**PROBLEM TO WORK ON**: Check each line of the data below for the word "outcome". How many lines have it? Answer with the number alone.
-*-
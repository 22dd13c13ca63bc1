//! External collaborators: recognition, synthesis, generation and dispatch.

pub mod dispatch;
pub mod gemini;
pub mod outcome;
pub mod scribe;
pub mod tts;

pub use dispatch::{CallRequest, Dispatcher, HttpDispatcher, Severity};
pub use gemini::{GeminiClient, SuggestionGenerator, UnconfiguredGenerator};
pub use outcome::ServiceOutcome;
pub use scribe::{
    OutboundMessage, RecognitionError, RecognitionEvent, RecognitionLink, ScribeRecognizer,
    SpeechRecognizer,
};
pub use tts::{ElevenLabsSynthesizer, SpeechSynthesizer, UnconfiguredSynthesizer};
-*-
**EXERCISE OUTPUT**: 2